I was trying to set up an email account for something a few days ago, when I had a vague memory that at one point I had a gmail account I had set up because I wanted to start blogging about Stella.  When I was pregnant with her, I was obsessed with reading those “baby on the way” blogs that some people write.  I thought it was so cool to be able to track your physical changes, your emotions and joys and plans for the baby.  Moms-to-be post photos of their stomachs expanding, the nurseries they decorated, the outfits their babies will come home in, ultrasound pictures.  Those blogs were endlessly entertaining to me, but by the time I found them I felt it was too late to start one for my pregnancy with Stella.  Instead, about a year into parenthood, I tried to start a blog…just for myself, not public, that would be a type of journal in which I would write for Stella, so that when she was older I could show it to her and she would see a different side of herself, me and our burgeoning relationship.  Embarrassingly, it was called “Mishi Me—Life with Stella She”.  I almost gagged when I saw the title.  I don’t remember making it up, but I’m sure I thought it was mighty clever at the time!  I ended up only writing in it 11 times in the space of 4 months.  There never seemed to be enough time, or things to write about.  In fact, I completely forgot about it.  So it was a strange—very strange— experience to remember about it a few days ago, find it online, and read my own writing.

Writing I don’t remember at all.

I write about my excitement in finding out that Aimee was pregnant, and my concerns about how Stella would adjust to a new baby.  A few weeks later I reveal my devastation when Aimee miscarried that baby and talk about how the hopes and dreams we made were dashed when she was only 10 weeks pregnant.  I wax poetic about the changing nature of friendships and how friends come and go in your life depending on where you are and your common interests, as well as proximity and need.  I muse about how adults often try to make their children into mini versions of themselves.  But there, smack in the middle of all these fluffy reflections about life, was an entry about Stella trying to teach me to slow down.  I read the entry with a mixture of horror and interest.  Here it was, the same lesson that it took Stella dying to really make sink in.  Here, almost two years to the day before she died, was written proof that Stella had always been trying to give me that lesson about slowing down and appreciating the moments.  In the entry, it appears as though I was listening, but obviously the lesson didn’t sink in, because I know I went right back to being the same way I always was.  Until that day in June, 2011 when the world as I knew it came crashing down around me and I was forced to grow up and take a good, hard look at who I was.  And change.  A lot.  For myself, for my children, but, mostly, for Stella.

I try very hard not to live with regrets as I feel that it doesn’t accomplish anything.  But I couldn’t help but wonder as I read the old entry, if I had really taken in the lesson of that day, a full 8 months before she was diagnosed with DIPG, if things would have unfolded differently.  Mostly, I wonder if there would be more happy, content and good memories for my brain to sift through late at night when I fill the hole in my heart by remembering all my favourite times with the sweet little red head that burst into my life like a firecracker, and then eased out of it like an ember.

Here is the original blog entry, in its entirety:

October 25, 2010


I am an overachiever, overscheduler, rushrushrush kind of person.  I feel as though if I’m not doing something, it’s a waste of time.  Getting from one place to another is never about the journey, but always the destination.
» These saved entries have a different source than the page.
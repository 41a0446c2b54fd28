//! Terminal emulator core implementation
//!
//! [`Terminal`] owns the grid, cursor and parser and processes text on a
//! single thread. [`VirtualTerminal`] wraps it behind one mutex so the
//! primary and secondary channels can be written from different threads
//! while sharing a single cursor and parser.

use std::fmt;
use std::sync::{Arc, Mutex, MutexGuard, PoisonError};

use tracing::{debug, trace, warn};

use crate::{
    config::TerminalConfig,
    cursor::Cursor,
    display::{self, Snapshot},
    parser::{ClearMode, Command, ControlChar, Parser, Perform, State},
    screen::ScreenBuffer,
    Result,
};

/// Output channel feeding the shared grid
#[derive(Debug, Clone, Copy, PartialEq, Eq, Hash)]
pub enum Channel {
    /// Regular program output (stdout)
    Primary,
    /// Diagnostic output (stderr)
    Secondary,
}

impl fmt::Display for Channel {
    fn fmt(&self, f: &mut fmt::Formatter<'_>) -> fmt::Result {
        match self {
            Channel::Primary => f.write_str("primary"),
            Channel::Secondary => f.write_str("secondary"),
        }
    }
}

/// Grid and cursor; the target of parsed actions
#[derive(Debug, Clone)]
struct Screen {
    buffer: ScreenBuffer,
    cursor: Cursor,
    tab_width: u16,
}

impl Screen {
    fn new(config: &TerminalConfig) -> Self {
        Self {
            buffer: ScreenBuffer::new(config.width, config.height),
            cursor: Cursor::new(config.width, config.height),
            tab_width: config.tab_width,
        }
    }

    fn linefeed(&mut self) {
        if self.cursor.newline() {
            self.buffer.shift_up();
        }
    }

    /// Carry out a deferred wrap before the next character is drawn
    fn wrap(&mut self) {
        if self.buffer.height() == 1 {
            // A single row has nowhere to wrap to, so it scrolls sideways.
            self.buffer.shift_row_left(0);
        } else {
            self.linefeed();
        }
    }

    fn clear(&mut self) {
        self.buffer.clear_all();
        self.cursor.move_to(0, 0);
    }
}

impl Perform for Screen {
    fn print(&mut self, c: char) {
        if self.cursor.take_wrap() {
            self.wrap();
        }

        let (row, col) = self.cursor.position();
        self.buffer.set(row, col, c);
        self.cursor.advance();
    }

    fn execute(&mut self, control: ControlChar) {
        match control {
            ControlChar::LineFeed | ControlChar::VerticalTab => self.linefeed(),
            ControlChar::CarriageReturn => self.cursor.carriage_return(),
            ControlChar::Backspace => self.cursor.backspace(),
            ControlChar::Tab => self.cursor.tab(self.tab_width),
            ControlChar::FormFeed => self.clear(),
            ControlChar::Bell => {}
        }
    }

    fn csi_dispatch(&mut self, command: Command) {
        let (row, col) = self.cursor.position();

        match command {
            Command::CursorUp(n) => self.cursor.move_up(n),
            Command::CursorDown(n) => self.cursor.move_down(n),
            Command::CursorForward(n) => self.cursor.move_forward(n),
            Command::CursorBack(n) => self.cursor.move_back(n),
            Command::CursorNextLine(n) => {
                self.cursor.move_down(n);
                self.cursor.set_col(0);
            }
            Command::CursorPrevLine(n) => {
                self.cursor.move_up(n);
                self.cursor.set_col(0);
            }
            Command::CursorColumn(col) => self.cursor.set_col(col),
            Command::CursorRow(row) => self.cursor.set_row(row),
            Command::CursorPosition { row, col } => self.cursor.move_to(row, col),

            Command::ClearScreen(ClearMode::Entire) => self.clear(),
            Command::ClearScreen(ClearMode::ToEnd) => self.buffer.clear_from(row, col),
            Command::ClearScreen(ClearMode::ToBeginning) => self.buffer.clear_to(row, col),

            Command::ClearLine(ClearMode::Entire) => self.buffer.clear_row(row),
            Command::ClearLine(ClearMode::ToEnd) => self.buffer.clear_row_from(row, col),
            Command::ClearLine(ClearMode::ToBeginning) => self.buffer.clear_row_to(row, col),

            // No colors or attributes are tracked
            Command::SetGraphicsRendition => {}
        }
    }
}

/// Single-threaded terminal emulator
#[derive(Debug, Clone)]
pub struct Terminal {
    parser: Parser,
    screen: Screen,
}

impl Terminal {
    /// Create a terminal with given dimensions and default policies
    pub fn new(width: u16, height: u16) -> Result<Self> {
        Self::with_config(TerminalConfig::new(width, height))
    }

    pub fn with_config(config: TerminalConfig) -> Result<Self> {
        config.validate()?;

        Ok(Self {
            parser: Parser::new(),
            screen: Screen::new(&config),
        })
    }

    /// Process decoded text
    pub fn process(&mut self, text: &str) {
        self.parser.advance_str(&mut self.screen, text);
    }

    /// Process raw bytes.
    ///
    /// The whole chunk must be valid UTF-8; on failure nothing is applied.
    pub fn process_bytes(&mut self, data: &[u8]) -> Result<()> {
        let text = std::str::from_utf8(data)?;
        self.process(text);
        Ok(())
    }

    /// Blank the grid, home the cursor and drop any partial sequence
    pub fn clear(&mut self) {
        self.screen.clear();
        self.parser.reset();
    }

    /// Get terminal dimensions as `(width, height)`
    pub fn dimensions(&self) -> (u16, u16) {
        (self.screen.buffer.width(), self.screen.buffer.height())
    }

    /// Cursor position as `(row, col)`
    pub fn cursor_position(&self) -> (u16, u16) {
        self.screen.cursor.position()
    }

    pub fn cursor(&self) -> &Cursor {
        &self.screen.cursor
    }

    pub fn buffer(&self) -> &ScreenBuffer {
        &self.screen.buffer
    }

    pub fn parser_state(&self) -> State {
        self.parser.state()
    }

    /// Fixed-size text rendering of the grid
    pub fn render(&self) -> String {
        display::render(&self.screen.buffer)
    }

    /// Create a snapshot of current terminal state
    pub fn snapshot(&self) -> Snapshot {
        Snapshot::capture(&self.screen.buffer, &self.screen.cursor)
    }
}

/// Thread-safe terminal shared by the primary and secondary channels.
///
/// Cloning yields another handle to the same terminal. Every write holds
/// the lock for the whole chunk, so chunks are applied one at a time in the
/// order the lock is acquired and a snapshot never sees half a chunk.
#[derive(Debug, Clone)]
pub struct VirtualTerminal {
    terminal: Arc<Mutex<Terminal>>,
    config: TerminalConfig,
}

impl VirtualTerminal {
    /// Create a terminal of the given size
    pub fn new(width: u16, height: u16) -> Result<Self> {
        Self::with_config(TerminalConfig::new(width, height))
    }

    pub fn with_config(config: TerminalConfig) -> Result<Self> {
        let terminal = Terminal::with_config(config)?;
        debug!(
            width = config.width,
            height = config.height,
            tab_width = config.tab_width,
            "created virtual terminal"
        );

        Ok(Self {
            terminal: Arc::new(Mutex::new(terminal)),
            config,
        })
    }

    pub fn config(&self) -> &TerminalConfig {
        &self.config
    }

    pub fn width(&self) -> u16 {
        self.config.width
    }

    pub fn height(&self) -> u16 {
        self.config.height
    }

    /// `(width, height)`
    pub fn size(&self) -> (u16, u16) {
        (self.config.width, self.config.height)
    }

    /// Write a chunk to one of the channels.
    ///
    /// The chunk is validated as UTF-8 before the terminal is touched, so a
    /// rejected chunk leaves no trace.
    pub fn write(&self, channel: Channel, data: impl AsRef<[u8]>) -> Result<()> {
        let data = data.as_ref();
        let text = std::str::from_utf8(data).map_err(|e| {
            debug!(%channel, error = %e, "rejecting chunk that is not valid UTF-8");
            e
        })?;

        trace!(%channel, len = data.len(), "processing chunk");
        self.lock().process(text);
        Ok(())
    }

    /// Write to the primary (stdout) channel
    pub fn write_primary(&self, data: impl AsRef<[u8]>) -> Result<()> {
        self.write(Channel::Primary, data)
    }

    /// Write to the secondary (stderr) channel
    pub fn write_secondary(&self, data: impl AsRef<[u8]>) -> Result<()> {
        self.write(Channel::Secondary, data)
    }

    /// Fixed-size text rendering: `height` lines of exactly `width` characters
    pub fn snapshot(&self) -> String {
        self.lock().render()
    }

    /// Rendering with trailing blanks and trailing empty lines removed
    pub fn trimmed_snapshot(&self) -> String {
        display::render_trimmed(self.lock().buffer())
    }

    /// Full snapshot including the cursor position
    pub fn capture(&self) -> Snapshot {
        self.lock().snapshot()
    }

    /// Cursor position as `(row, col)`
    pub fn cursor_position(&self) -> (u16, u16) {
        self.lock().cursor_position()
    }

    pub fn clear(&self) {
        self.lock().clear();
    }

    fn lock(&self) -> MutexGuard<'_, Terminal> {
        self.terminal.lock().unwrap_or_else(|poisoned: PoisonError<_>| {
            warn!("terminal lock poisoned by a panicking writer, recovering");
            poisoned.into_inner()
        })
    }
}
This weekend I took Stella on our usual Saturday morning visit to see my mom (“Dee Dee” as Stella calls her…she didn’t want to be GrandMa).  We always walk to Dee Dee’s since it’s only one block away and we take the laneway between our two houses so there are no cars or other people/pets to worry about.  I rushed Stella through the visit since I always have to chase her away from the multiple steep staircases and breakable art.  It makes it a bit stressful, though DeeDee and Stella both thoroughly enjoy these visits.  As we were walking up the laneway on our way home, I began to get frustrated with Stella as she was dawdling.  She insisted on walking herself up the laneway but instead of taking the direct path home, she kept breaking away and looking at other things.  She stopped to stare at a puddle.  She ran over and banged on a garage door.  She peered at the tires of a car.  I caught myself huffing and puffing and pulling at her arm trying to get her to keep walking home.  She looked up at me and smiled, her strawberry blonde curls whipping in the early morning wind.  “Mama!” she exclaimed excitedly pointing, “tree!”.  I stopped and looked at where she was toddling off to.  There was indeed a tree just to the left of the laneway.  I’ve probably passed that tree 10,000 times in my life, but have never really stopped to look at it. 
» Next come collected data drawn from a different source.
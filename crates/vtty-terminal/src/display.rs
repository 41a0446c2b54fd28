//! Terminal display conversion
//!
//! Converts the grid to text. The fixed form always has `height` lines of
//! exactly `width` characters joined by `\n`, with no trailing newline.

use std::fmt;

use crate::{cursor::Cursor, screen::ScreenBuffer};

/// Render the grid in its fixed-size form
pub fn render(buffer: &ScreenBuffer) -> String {
    let width = buffer.width() as usize;
    let height = buffer.height() as usize;
    let mut out = String::with_capacity((width + 1) * height);

    for (i, row) in buffer.rows().enumerate() {
        if i > 0 {
            out.push('\n');
        }
        out.extend(row.iter().map(|cell| cell.c));
    }

    out
}

/// Render the grid with trailing blanks removed from every line and
/// trailing empty lines dropped
pub fn render_trimmed(buffer: &ScreenBuffer) -> String {
    let lines: Vec<String> = buffer
        .rows()
        .map(|row| row.iter().map(|cell| cell.c).collect::<String>())
        .collect();
    trim_lines(&lines)
}

fn trim_lines<S: AsRef<str>>(lines: &[S]) -> String {
    let joined = lines
        .iter()
        .map(|line| line.as_ref().trim_end_matches(' '))
        .collect::<Vec<_>>()
        .join("\n");
    joined.trim_end_matches(&['\n', ' '][..]).to_string()
}

/// Point-in-time copy of the grid text and cursor
#[derive(Debug, Clone, PartialEq, Eq)]
pub struct Snapshot {
    pub width: u16,
    pub height: u16,
    /// One string per row, each exactly `width` characters
    pub rows: Vec<String>,
    pub cursor_row: u16,
    pub cursor_col: u16,
}

impl Snapshot {
    pub fn capture(buffer: &ScreenBuffer, cursor: &Cursor) -> Self {
        let (cursor_row, cursor_col) = cursor.position();
        Self {
            width: buffer.width(),
            height: buffer.height(),
            rows: buffer
                .rows()
                .map(|row| row.iter().map(|cell| cell.c).collect())
                .collect(),
            cursor_row,
            cursor_col,
        }
    }

    /// Fixed-size text form
    pub fn text(&self) -> String {
        self.rows.join("\n")
    }

    /// Compact form with trailing whitespace removed
    pub fn trimmed(&self) -> String {
        trim_lines(&self.rows)
    }

    /// Fixed-size form inside an ASCII border
    pub fn framed(&self) -> String {
        let border = format!("+{}+", "-".repeat(self.width as usize));
        let mut out = String::with_capacity((self.width as usize + 3) * (self.height as usize + 2));

        out.push_str(&border);
        for row in &self.rows {
            out.push_str("\n|");
            out.push_str(row);
            out.push('|');
        }
        out.push('\n');
        out.push_str(&border);
        out
    }
}

impl fmt::Display for Snapshot {
    fn fmt(&self, f: &mut fmt::Formatter<'_>) -> fmt::Result {
        for (i, row) in self.rows.iter().enumerate() {
            if i > 0 {
                f.write_str("\n")?;
            }
            f.write_str(row)?;
        }
        Ok(())
    }
}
Suddenly, I realized that I was missing all the beautiful and wonderful things my daughter was trying to show me, and for nothing.  I had nowhere to be.  It was 7:30am on a Saturday morning.  Aimee was still sleeping, we had no plans until the afternoon.  Stella and I had both been up since 5:00am, so we were showered and fed and dressed.  I looked down at my beautiful, perfect child and repeated after her, “tree”.  She grabbed my hand and led me to the tree where we spent the next few minutes touching the trunk and talking about how rough it was.  We picked up dried brightly coloured leaves from underneath it and threw them in the air.  As they rained down around Stella, she laughed delightedly and tried to catch them in her chubby little hands.  We went back to the puddle and played in it for awhile, making a symphony of splishing, splashing and giggling.  We looked through the wire fence at neighbour Rose’s house and counted the cucumbers hanging off the vine. 


The walk through the laneway which normally takes a minute took 30 minutes.  But I was so happy.  I felt present.  I felt as though I was really enjoying this walk, this moment with my daughter, this gorgeous fall day.


I need to do that more often.  I need to slow down and enjoy the beauty around me.  I need to live in the present.


Thank-you Stella, your Mama learned a valuable lesson.


Doctors think that Stella had the DIPG tumor for a long time before the symptoms of it started to appear, so chances are the monster was already percolating in her brainstem when we had this moment together.  What if????  I won’t torture myself with what if’s, but I will chide myself for not taking more to heart the lesson I learned that Saturday morning.  I will forever wonder if Stella had been teaching me her whole life, but I was just too busy and blind to really take it in.

I have often thought about how change, real change, requires you to become so accustomed to the “new” way of living, that you don’t even think about the old way anymore.  It’s true that I take my time more, that I take on fewer things, that I schedule less.  It’s true that I let Sam and Hugo get soaking wet playing in the backyard and don’t care about having to peel muddy clothes and shoes off them before heading in for dinner.  It’s true that I let myself sit down and have a hot cup of tea in the evenings after the kids go to bed, before I tackle cleaning the kitchen and my homework.  It’s true that I buy ice cream from the truck when it sings by the house, and sometimes let everyone stay up past their bedtime if we’re having too much fun singing and reading to stop yet.  But the one thing I haven’t been doing yet, that I would like to try, is to see the world through the eyes of my children.  Through Stella’s eyes.  As a place of constant wonderment.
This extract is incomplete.